Help to find a regular expression to parse po file

gialloporpora · Jul 6, 2009

Hi all,
I would like to extract string from a PO file. To do this I have created
a little python function to parse po file and extract string:

import re
regex=re.compile("msgid (.*)\\nmsgstr (.*)\\n\\n")
m=r.findall(s)

where s is a po file like this:

msgctxt "write ubiquity commands.description"
msgid "Takes you to the Ubiquity <a
href=\"chrome://ubiquity/content/editor.html\">command editor</a> page."
msgstr "Apre l'<a href=\"chrome://ubiquity/content/editor.html\">editor
dei comandi</a> di Ubiquity."

#. list ubiquity commands command:
#. use | to separate multiple name values:
msgctxt "list ubiquity commands.names"
msgid "list ubiquity commands"
msgstr "elenco comandi disponibili"

msgctxt "list ubiquity commands.description"
msgid "Opens <a href=\"chrome://ubiquity/content/cmdlist.html\">the
list</a>\n"
" of all Ubiquity commands available and what they all do."
msgstr "Apre una <a
href=\"chrome://ubiquity/content/cmdlist.html\">pagina</a>\n"
" in cui sono elencati tutti i comandi disponibili e per ognuno
viene spiegato in breve a cosa serve."

#. change ubiquity settings command:
#. use | to separate multiple name values:
msgctxt "change ubiquity settings.names"
msgid "change ubiquity settings|change ubiquity preferences|change
ubiquity skin"
msgstr "modifica impostazioni di ubiquity|modifica preferenze di
ubiquity|modifica tema di ubiquity"

msgctxt "change ubiquity settings.description"
msgid "Takes you to the <a
href=\"chrome://ubiquity/content/settings.html\">settings</a> page,\n"
" where you can change your skin, key combinations, etc."
msgstr "Apre la pagina <a
href=\"chrome://ubiquity/content/settings.html\">delle impostazioni</a>
di Ubiquity,\n"
" dalla quale ÃƒÂ¨ possibile modificare la combinazione da tastiera
utilizzata per richiamare Ubiquity, il tema, ecc."
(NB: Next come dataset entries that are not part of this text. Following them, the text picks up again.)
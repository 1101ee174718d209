//! Email address type.
//!
//! User accounts are keyed by email, so the address is trimmed and its
//! domain lowercased before it is stored or compared.

use core::fmt;

use serde::{Deserialize, Serialize};

/// Errors that can occur when parsing an [`Email`].
#[derive(thiserror::Error, Debug, Clone, PartialEq, Eq)]
pub enum EmailError {
    /// The input string is empty.
    #[error("email cannot be empty")]
    Empty,
    /// The input string is too long.
    #[error("email must be at most {max} characters")]
    TooLong {
        /// Maximum allowed length.
        max: usize,
    },
    /// The input does not contain exactly one @ symbol.
    #[error("email must contain exactly one @ symbol")]
    InvalidAtSymbol,
    /// The local part (before @) is empty.
    #[error("email local part cannot be empty")]
    EmptyLocalPart,
    /// The domain part (after @) is empty.
    #[error("email domain cannot be empty")]
    EmptyDomain,
    /// The address contains whitespace.
    #[error("email cannot contain whitespace")]
    Whitespace,
}

/// A validated email address.
///
/// ```
/// use booktime_core::Email;
///
/// let email = Email::parse("  Reader@BookTime.Domain ").unwrap();
/// assert_eq!(email.as_str(), "Reader@booktime.domain");
///
/// assert!(Email::parse("no-at-symbol").is_err());
/// assert!(Email::parse("a@b@c").is_err());
/// ```
#[derive(Debug, Clone, Serialize, Deserialize, PartialEq, Eq, Hash)]
#[serde(try_from = "String", into = "String")]
pub struct Email(String);

impl Email {
    /// Maximum length of an email address (RFC 5321).
    pub const MAX_LENGTH: usize = 254;

    /// Parse an `Email` from a string.
    ///
    /// # Errors
    ///
    /// Returns an error if the trimmed input is empty, longer than 254
    /// characters, contains whitespace, or does not split into a non-empty
    /// local part and domain around a single @.
    pub fn parse(s: &str) -> Result<Self, EmailError> {
        let s = s.trim();
        if s.is_empty() {
            return Err(EmailError::Empty);
        }

        if s.len() > Self::MAX_LENGTH {
            return Err(EmailError::TooLong {
                max: Self::MAX_LENGTH,
            });
        }

        if s.chars().any(char::is_whitespace) {
            return Err(EmailError::Whitespace);
        }

        let Some((local, domain)) = s.split_once('@') else {
            return Err(EmailError::InvalidAtSymbol);
        };
        if domain.contains('@') {
            return Err(EmailError::InvalidAtSymbol);
        }
        if local.is_empty() {
            return Err(EmailError::EmptyLocalPart);
        }
        if domain.is_empty() {
            return Err(EmailError::EmptyDomain);
        }

        Ok(Self(format!("{local}@{}", domain.to_lowercase())))
    }

    /// Returns the email address as a string slice.
    #[must_use]
    pub fn as_str(&self) -> &str {
        &self.0
    }

    /// Consumes the `Email` and returns its inner string.
    #[must_use]
    pub fn into_inner(self) -> String {
        self.0
    }

    /// Returns the domain part of the email (after the @).
    #[must_use]
    pub fn domain(&self) -> &str {
        self.0.split_once('@').map_or("", |(_, domain)| domain)
    }
}

impl fmt::Display for Email {
    fn fmt(&self, f: &mut fmt::Formatter<'_>) -> fmt::Result {
        f.write_str(&self.0)
    }
}

impl std::str::FromStr for Email {
    type Err = EmailError;

    fn from_str(s: &str) -> Result<Self, Self::Err> {
        Self::parse(s)
    }
}

impl TryFrom<String> for Email {
    type Error = EmailError;

    fn try_from(value: String) -> Result<Self, Self::Error> {
        Self::parse(&value)
    }
}

impl From<Email> for String {
    fn from(email: Email) -> Self {
        email.0
    }
}

impl AsRef<str> for Email {
    fn as_ref(&self) -> &str {
        &self.0
    }
}

#[cfg(feature = "postgres")]
impl sqlx::Type<sqlx::Postgres> for Email {
    fn type_info() -> sqlx::postgres::PgTypeInfo {
        <String as sqlx::Type<sqlx::Postgres>>::type_info()
    }

    fn compatible(ty: &sqlx::postgres::PgTypeInfo) -> bool {
        <String as sqlx::Type<sqlx::Postgres>>::compatible(ty)
    }
}

#[cfg(feature = "postgres")]
impl<'r> sqlx::Decode<'r, sqlx::Postgres> for Email {
    fn decode(value: sqlx::postgres::PgValueRef<'r>) -> Result<Self, sqlx::error::BoxDynError> {
        let s = <String as sqlx::Decode<sqlx::Postgres>>::decode(value)?;
        // Rows were validated on the way in
        Ok(Self(s))
    }
}

#[cfg(feature = "postgres")]
impl sqlx::Encode<'_, sqlx::Postgres> for Email {
    fn encode_by_ref(
        &self,
        buf: &mut sqlx::postgres::PgArgumentBuffer,
    ) -> Result<sqlx::encode::IsNull, sqlx::error::BoxDynError> {
        <String as sqlx::Encode<sqlx::Postgres>>::encode_by_ref(&self.0, buf)
    }
}
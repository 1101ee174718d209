use async_trait::async_trait;

use booktime_core::{BasketId, BasketLineId, BasketStatus, ProductId, UserId};

use super::PgStore;
use crate::db::{BasketStore, RepositoryError, map_write_error};
use crate::models::{Basket, BasketItem, BasketLine, BasketSummary};

#[derive(sqlx::FromRow)]
struct BasketSummaryRow {
    id: BasketId,
    user_id: Option<UserId>,
    status: BasketStatus,
    count: i64,
}

#[async_trait]
impl BasketStore for PgStore {
    async fn get_basket(&self, id: BasketId) -> Result<Option<Basket>, RepositoryError> {
        let basket = sqlx::query_as("SELECT id, user_id, status FROM storefront.basket WHERE id = $1")
            .bind(id)
            .fetch_optional(&self.pool)
            .await?;
        Ok(basket)
    }

    async fn create_basket(&self, user: Option<UserId>) -> Result<Basket, RepositoryError> {
        sqlx::query_as(
            "INSERT INTO storefront.basket (user_id) VALUES ($1) RETURNING id, user_id, status",
        )
        .bind(user)
        .fetch_one(&self.pool)
        .await
        .map_err(|e| map_write_error(e, "basket"))
    }

    async fn open_baskets_for_user(&self, user: UserId) -> Result<Vec<BasketId>, RepositoryError> {
        let ids = sqlx::query_scalar(
            "SELECT id FROM storefront.basket
             WHERE user_id = $1 AND status = 'open'
             ORDER BY id",
        )
        .bind(user)
        .fetch_all(&self.pool)
        .await?;
        Ok(ids)
    }

    async fn basket_lines(&self, basket: BasketId) -> Result<Vec<BasketLine>, RepositoryError> {
        let lines = sqlx::query_as(
            "SELECT id, basket_id, product_id, quantity
             FROM storefront.basket_line
             WHERE basket_id = $1
             ORDER BY id",
        )
        .bind(basket)
        .fetch_all(&self.pool)
        .await?;
        Ok(lines)
    }

    async fn basket_items(&self, basket: BasketId) -> Result<Vec<BasketItem>, RepositoryError> {
        let items = sqlx::query_as(
            "SELECT l.id, l.product_id, p.name AS product_name, p.price AS unit_price, l.quantity
             FROM storefront.basket_line l
             JOIN storefront.product p ON p.id = l.product_id
             WHERE l.basket_id = $1
             ORDER BY l.id",
        )
        .bind(basket)
        .fetch_all(&self.pool)
        .await?;
        Ok(items)
    }

    async fn add_product(
        &self,
        basket: BasketId,
        product: ProductId,
    ) -> Result<BasketLine, RepositoryError> {
        let mut tx = self.pool.begin().await?;

        // Serializes adds to the same basket so a first add cannot insert twice.
        sqlx::query("SELECT id FROM storefront.basket WHERE id = $1 FOR UPDATE")
            .bind(basket)
            .fetch_optional(&mut *tx)
            .await?
            .ok_or(RepositoryError::NotFound)?;

        let incremented: Option<BasketLine> = sqlx::query_as(
            "UPDATE storefront.basket_line SET quantity = quantity + 1
             WHERE id = (
                 SELECT MIN(id) FROM storefront.basket_line
                 WHERE basket_id = $1 AND product_id = $2
             )
             RETURNING id, basket_id, product_id, quantity",
        )
        .bind(basket)
        .bind(product)
        .fetch_optional(&mut *tx)
        .await?;

        let line = match incremented {
            Some(line) => line,
            None => sqlx::query_as(
                "INSERT INTO storefront.basket_line (basket_id, product_id, quantity)
                 VALUES ($1, $2, 1)
                 RETURNING id, basket_id, product_id, quantity",
            )
            .bind(basket)
            .bind(product)
            .fetch_one(&mut *tx)
            .await
            .map_err(|e| map_write_error(e, "basket line"))?,
        };

        tx.commit().await?;
        Ok(line)
    }

    async fn set_line_quantity(
        &self,
        basket: BasketId,
        line: BasketLineId,
        quantity: i32,
    ) -> Result<BasketLine, RepositoryError> {
        sqlx::query_as(
            "UPDATE storefront.basket_line SET quantity = $3
             WHERE id = $2 AND basket_id = $1
             RETURNING id, basket_id, product_id, quantity",
        )
        .bind(basket)
        .bind(line)
        .bind(quantity)
        .fetch_optional(&self.pool)
        .await?
        .ok_or(RepositoryError::NotFound)
    }

    async fn remove_line(
        &self,
        basket: BasketId,
        line: BasketLineId,
    ) -> Result<(), RepositoryError> {
        let result =
            sqlx::query("DELETE FROM storefront.basket_line WHERE id = $2 AND basket_id = $1")
                .bind(basket)
                .bind(line)
                .execute(&self.pool)
                .await?;

        if result.rows_affected() == 0 {
            return Err(RepositoryError::NotFound);
        }
        Ok(())
    }

    async fn assign_user(&self, basket: BasketId, user: UserId) -> Result<Basket, RepositoryError> {
        sqlx::query_as(
            "UPDATE storefront.basket SET user_id = $2
             WHERE id = $1
             RETURNING id, user_id, status",
        )
        .bind(basket)
        .bind(user)
        .fetch_optional(&self.pool)
        .await
        .map_err(|e| map_write_error(e, "basket owner"))?
        .ok_or(RepositoryError::NotFound)
    }

    async fn move_lines_and_delete(
        &self,
        from: BasketId,
        into: BasketId,
    ) -> Result<(), RepositoryError> {
        let mut tx = self.pool.begin().await?;

        sqlx::query("UPDATE storefront.basket_line SET basket_id = $2 WHERE basket_id = $1")
            .bind(from)
            .bind(into)
            .execute(&mut *tx)
            .await
            .map_err(|e| map_write_error(e, "basket line"))?;

        let deleted = sqlx::query("DELETE FROM storefront.basket WHERE id = $1")
            .bind(from)
            .execute(&mut *tx)
            .await?;

        if deleted.rows_affected() == 0 {
            tx.rollback().await?;
            return Err(RepositoryError::NotFound);
        }

        tx.commit().await?;
        Ok(())
    }

    async fn list_baskets(
        &self,
        status: Option<BasketStatus>,
    ) -> Result<Vec<BasketSummary>, RepositoryError> {
        let rows: Vec<BasketSummaryRow> = sqlx::query_as(
            "SELECT b.id, b.user_id, b.status, COALESCE(SUM(l.quantity), 0)::int8 AS count
             FROM storefront.basket b
             LEFT JOIN storefront.basket_line l ON l.basket_id = b.id
             WHERE ($1::storefront.basket_status IS NULL OR b.status = $1)
             GROUP BY b.id
             ORDER BY b.id DESC",
        )
        .bind(status)
        .fetch_all(&self.pool)
        .await?;

        Ok(rows
            .into_iter()
            .map(|row| BasketSummary {
                basket: Basket {
                    id: row.id,
                    user_id: row.user_id,
                    status: row.status,
                },
                count: row.count,
            })
            .collect())
    }
}
//! Basket, login merge and checkout through the shop routes.

#![allow(clippy::unwrap_used, clippy::indexing_slicing)]

use axum::http::StatusCode;
use serde_json::{Value, json};

use booktime_core::{BasketId, BasketStatus, OrderId, OrderLineStatus};
use booktime_integration_tests::{TestApp, TestClient, address};
use booktime_storefront::db::{BasketStore, OrderStore};
use booktime_storefront::models::OrderScope;

fn id_of(body: &Value) -> i32 {
    i32::try_from(body["id"].as_i64().unwrap()).unwrap()
}

async fn add(client: &mut TestClient, product: i32) -> Value {
    let response = client
        .post("/basket/add", json!({ "product": product }))
        .await;
    assert_eq!(response.status, StatusCode::CREATED, "{:?}", response.body);
    response.body
}

async fn save_address(client: &mut TestClient, name: &str) -> i32 {
    let response = client
        .post("/account/addresses", serde_json::to_value(address(name)).unwrap())
        .await;
    assert_eq!(response.status, StatusCode::CREATED, "{:?}", response.body);
    id_of(&response.body)
}

#[tokio::test]
async fn test_add_increments_existing_line() {
    let app = TestApp::new();
    let dune = app.seed_product("Dune", 999).await;
    let mut client = app.client();

    let first = add(&mut client, dune.id.as_i32()).await;
    let second = add(&mut client, dune.id.as_i32()).await;
    assert_eq!(first["id"], second["id"]);
    assert_eq!(second["quantity"], 2);

    let basket = client.get("/basket").await;
    assert_eq!(basket.status, StatusCode::OK);
    assert_eq!(basket.body["count"], 2);
    assert_eq!(basket.body["is_empty"], false);
    assert_eq!(basket.body["lines"].as_array().unwrap().len(), 1);
}

#[tokio::test]
async fn test_empty_basket_without_session() {
    let app = TestApp::new();
    let mut client = app.client();

    let basket = client.get("/basket").await;
    assert_eq!(basket.status, StatusCode::OK);
    assert_eq!(basket.body["count"], 0);
    assert_eq!(basket.body["is_empty"], true);
}

#[tokio::test]
async fn test_inactive_product_cannot_be_added() {
    let app = TestApp::new();
    let mut client = app.client();

    let response = client.post("/basket/add", json!({ "product": 4242 })).await;
    assert_eq!(response.status, StatusCode::NOT_FOUND);
}

#[tokio::test]
async fn test_quantity_update_and_removal() {
    let app = TestApp::new();
    let dune = app.seed_product("Dune", 999).await;
    let mut client = app.client();

    let line = add(&mut client, dune.id.as_i32()).await;
    let uri = format!("/basket/lines/{}", id_of(&line));

    let response = client.patch(&uri, json!({ "quantity": 4 })).await;
    assert_eq!(response.status, StatusCode::OK);
    assert_eq!(response.body["quantity"], 4);

    let response = client.patch(&uri, json!({ "quantity": 0 })).await;
    assert_eq!(response.status, StatusCode::BAD_REQUEST);

    let response = client.delete(&uri).await;
    assert_eq!(response.status, StatusCode::NO_CONTENT);

    let basket = client.get("/basket").await;
    assert_eq!(basket.body["is_empty"], true);
}

#[tokio::test]
async fn test_merge_into_existing_basket_keeps_duplicate_lines() {
    let app = TestApp::new();
    let user = app.seed_user("reader@booktime.domain", None).await;
    let dune = app.seed_product("Dune", 999).await;

    // Earlier visit: logged in, two copies in the user's basket.
    let mut earlier = app.client();
    earlier.login("reader@booktime.domain").await;
    add(&mut earlier, dune.id.as_i32()).await;
    let line = add(&mut earlier, dune.id.as_i32()).await;
    let existing = BasketId::new(line["basket"].as_i64().unwrap().try_into().unwrap());

    // New visit: one copy anonymously, then log in.
    let mut client = app.client();
    let anonymous = add(&mut client, dune.id.as_i32()).await;
    let session_basket = BasketId::new(anonymous["basket"].as_i64().unwrap().try_into().unwrap());
    client.login("reader@booktime.domain").await;

    assert!(app.store.get_basket(session_basket).await.unwrap().is_none());
    assert_eq!(
        app.store.open_baskets_for_user(user.id).await.unwrap(),
        vec![existing]
    );

    let mut quantities: Vec<i32> = app
        .store
        .basket_lines(existing)
        .await
        .unwrap()
        .iter()
        .map(|line| line.quantity)
        .collect();
    quantities.sort_unstable();
    assert_eq!(quantities, [1, 2]);

    let basket = client.get("/basket").await;
    assert_eq!(id_of(&basket.body), existing.as_i32());
    assert_eq!(basket.body["count"], 3);
    assert_eq!(basket.body["lines"].as_array().unwrap().len(), 2);
}

#[tokio::test]
async fn test_merge_without_existing_basket_assigns_user() {
    let app = TestApp::new();
    let user = app.seed_user("reader@booktime.domain", None).await;
    let dune = app.seed_product("Dune", 999).await;

    let mut client = app.client();
    let line = add(&mut client, dune.id.as_i32()).await;
    let basket_id = BasketId::new(line["basket"].as_i64().unwrap().try_into().unwrap());
    client.login("reader@booktime.domain").await;

    let basket = app.store.get_basket(basket_id).await.unwrap().unwrap();
    assert_eq!(basket.user_id, Some(user.id));
    assert_eq!(
        app.store.open_baskets_for_user(user.id).await.unwrap(),
        vec![basket_id]
    );

    let view = client.get("/basket").await;
    assert_eq!(id_of(&view.body), basket_id.as_i32());
}

#[tokio::test]
async fn test_second_login_does_not_inherit_previous_users_basket() {
    let app = TestApp::new();
    app.seed_user("alice@booktime.domain", None).await;
    app.seed_user("bob@booktime.domain", None).await;
    let dune = app.seed_product("Dune", 999).await;

    let mut client = app.client();
    client.login("alice@booktime.domain").await;
    let alices = add(&mut client, dune.id.as_i32()).await;
    let alices_basket = BasketId::new(alices["basket"].as_i64().unwrap().try_into().unwrap());

    client.login("bob@booktime.domain").await;
    let view = client.get("/basket").await;
    assert_eq!(view.body["count"], 0);
    assert_eq!(view.body["is_empty"], true);

    let bobs = add(&mut client, dune.id.as_i32()).await;
    assert_ne!(bobs["basket"], alices["basket"]);
    assert_eq!(bobs["quantity"], 1);

    let lines = app.store.basket_lines(alices_basket).await.unwrap();
    assert_eq!(lines.len(), 1);
    assert_eq!(lines[0].quantity, 1);
}

#[tokio::test]
async fn test_quantity_has_no_upper_bound() {
    let app = TestApp::new();
    let dune = app.seed_product("Dune", 999).await;
    let mut client = app.client();

    let line = add(&mut client, dune.id.as_i32()).await;
    let response = client
        .patch(
            &format!("/basket/lines/{}", id_of(&line)),
            json!({ "quantity": 1001 }),
        )
        .await;
    assert_eq!(response.status, StatusCode::OK, "{:?}", response.body);
    assert_eq!(response.body["quantity"], 1001);

    let basket = client.get("/basket").await;
    assert_eq!(basket.body["count"], 1001);
}

#[tokio::test]
async fn test_checkout_expands_quantities_and_submits_basket() {
    let app = TestApp::new();
    let user = app.seed_user("reader@booktime.domain", None).await;
    let dune = app.seed_product("Dune", 999).await;
    let emma = app.seed_product("Emma", 550).await;

    let mut client = app.client();
    client.login("reader@booktime.domain").await;
    add(&mut client, dune.id.as_i32()).await;
    add(&mut client, dune.id.as_i32()).await;
    let line = add(&mut client, emma.id.as_i32()).await;
    let basket_id = BasketId::new(line["basket"].as_i64().unwrap().try_into().unwrap());

    let address_id = save_address(&mut client, "Ada").await;
    let response = client
        .post(
            "/checkout",
            json!({ "billing_address": address_id, "shipping_address": address_id }),
        )
        .await;
    assert_eq!(response.status, StatusCode::CREATED, "{:?}", response.body);
    assert_eq!(response.body["status"], "new");
    assert_eq!(response.body["billing_city"], "Leeds");
    let order_id = OrderId::new(id_of(&response.body));

    let lines = app.store.order_lines(order_id).await.unwrap();
    assert_eq!(lines.len(), 3);
    assert!(lines.iter().all(|l| l.status == OrderLineStatus::New));
    assert_eq!(lines.iter().filter(|l| l.product_id == dune.id).count(), 2);
    assert_eq!(lines.iter().filter(|l| l.product_id == emma.id).count(), 1);

    let basket = app.store.get_basket(basket_id).await.unwrap().unwrap();
    assert_eq!(basket.status, BasketStatus::Submitted);
    assert!(app.store.open_baskets_for_user(user.id).await.unwrap().is_empty());

    // The session no longer points at the submitted basket.
    let view = client.get("/basket").await;
    assert_eq!(view.body["is_empty"], true);
    assert_eq!(view.body["id"], Value::Null);

    let again = client
        .post(
            "/checkout",
            json!({ "billing_address": address_id, "shipping_address": address_id }),
        )
        .await;
    assert_eq!(again.status, StatusCode::NOT_FOUND);
}

#[tokio::test]
async fn test_address_changes_do_not_reach_placed_orders() {
    let app = TestApp::new();
    app.seed_user("reader@booktime.domain", None).await;
    let dune = app.seed_product("Dune", 999).await;

    let mut client = app.client();
    client.login("reader@booktime.domain").await;
    add(&mut client, dune.id.as_i32()).await;
    let billing = save_address(&mut client, "Ada").await;
    let shipping = save_address(&mut client, "Grace").await;

    let order = client
        .post(
            "/checkout",
            json!({ "billing_address": billing, "shipping_address": shipping }),
        )
        .await;
    assert_eq!(order.status, StatusCode::CREATED);
    let order_id = id_of(&order.body);

    let mut moved = address("Ada Lovelace");
    moved.city = "York".to_owned();
    let response = client
        .put(
            &format!("/account/addresses/{billing}"),
            serde_json::to_value(moved).unwrap(),
        )
        .await;
    assert_eq!(response.status, StatusCode::OK);
    let response = client
        .delete(&format!("/account/addresses/{shipping}"))
        .await;
    assert_eq!(response.status, StatusCode::NO_CONTENT);

    let detail = client.get(&format!("/account/orders/{order_id}")).await;
    assert_eq!(detail.status, StatusCode::OK);
    assert_eq!(detail.body["billing_name"], "Ada");
    assert_eq!(detail.body["billing_city"], "Leeds");
    assert_eq!(detail.body["shipping_name"], "Grace");
    assert_eq!(detail.body["lines"].as_array().unwrap().len(), 1);

    let stored = app
        .store
        .get_order(OrderId::new(order_id), OrderScope::All)
        .await
        .unwrap()
        .unwrap();
    assert_eq!(stored.billing_city, "Leeds");
}

#[tokio::test]
async fn test_checkout_requires_login() {
    let app = TestApp::new();
    let dune = app.seed_product("Dune", 999).await;
    let mut client = app.client();
    add(&mut client, dune.id.as_i32()).await;

    let response = client
        .post(
            "/checkout",
            json!({ "billing_address": 1, "shipping_address": 1 }),
        )
        .await;
    assert_eq!(response.status, StatusCode::UNAUTHORIZED);
}

#[tokio::test]
async fn test_empty_basket_cannot_be_checked_out() {
    let app = TestApp::new();
    app.seed_user("reader@booktime.domain", None).await;
    let dune = app.seed_product("Dune", 999).await;

    let mut client = app.client();
    client.login("reader@booktime.domain").await;
    let line = add(&mut client, dune.id.as_i32()).await;
    client
        .delete(&format!("/basket/lines/{}", id_of(&line)))
        .await;
    let address_id = save_address(&mut client, "Ada").await;

    let response = client
        .post(
            "/checkout",
            json!({ "billing_address": address_id, "shipping_address": address_id }),
        )
        .await;
    assert_eq!(response.status, StatusCode::BAD_REQUEST);
}

#[tokio::test]
async fn test_other_users_address_is_not_found() {
    let app = TestApp::new();
    app.seed_user("ada@booktime.domain", None).await;
    app.seed_user("grace@booktime.domain", None).await;
    let dune = app.seed_product("Dune", 999).await;

    let mut ada = app.client();
    ada.login("ada@booktime.domain").await;
    let foreign = save_address(&mut ada, "Ada").await;

    let mut grace = app.client();
    grace.login("grace@booktime.domain").await;
    add(&mut grace, dune.id.as_i32()).await;

    let response = grace
        .post(
            "/checkout",
            json!({ "billing_address": foreign, "shipping_address": foreign }),
        )
        .await;
    assert_eq!(response.status, StatusCode::NOT_FOUND);

    let response = grace.get(&format!("/account/addresses/{foreign}")).await;
    assert_eq!(response.status, StatusCode::NOT_FOUND);
}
but, obviusly, with the code above the last string is not matched. If
I use re.DOTALL to match also new line character it not works because it
match the entire file, I would like to stop the matching when "msgstr"
is found.

regex=re.compile("msgid (.*)\\nmsgstr (.*)\\n\\n\\n",re.DOTALL)

is it possible or not ?

Hallvard B Furuseth · Jul 6, 2009

gialloporpora said:
I would like to extract string from a PO file. To do this I have created
a little python function to parse po file and extract string:

import re
regex=re.compile("msgid (.*)\\nmsgstr (.*)\\n\\n")
m=r.findall(s)

I don't know the syntax of a po file, but this works for the
snippet you posted:

arg_re = r'"[^\\\"]*(?:\\.[^\\\"]*)*"'
arg_re = '%s(?:\s+%s)*' % (arg_re, arg_re)
find_re = re.compile(
r'^msgid\s+(' + arg_re + ')\s*\nmsgstr\s+(' + arg_re + ')\s*\n', re.M)

However, can \ quote a newline? If so, replace \\. with \\[\s\S] or
something.
Can there be other keywords between msgid and msgstr? If so,
add something like (?:\w+\s+<arg_re>\s*\n)*? between them.
Can msgstr come before msgid? If so, forget using a single regexp.
Anything else to the syntax to look out for? Single quotes, maybe?

Is it a problem if the regexp isn't quite right and doesn't match all
cases, yet doesn't report an error when that happens?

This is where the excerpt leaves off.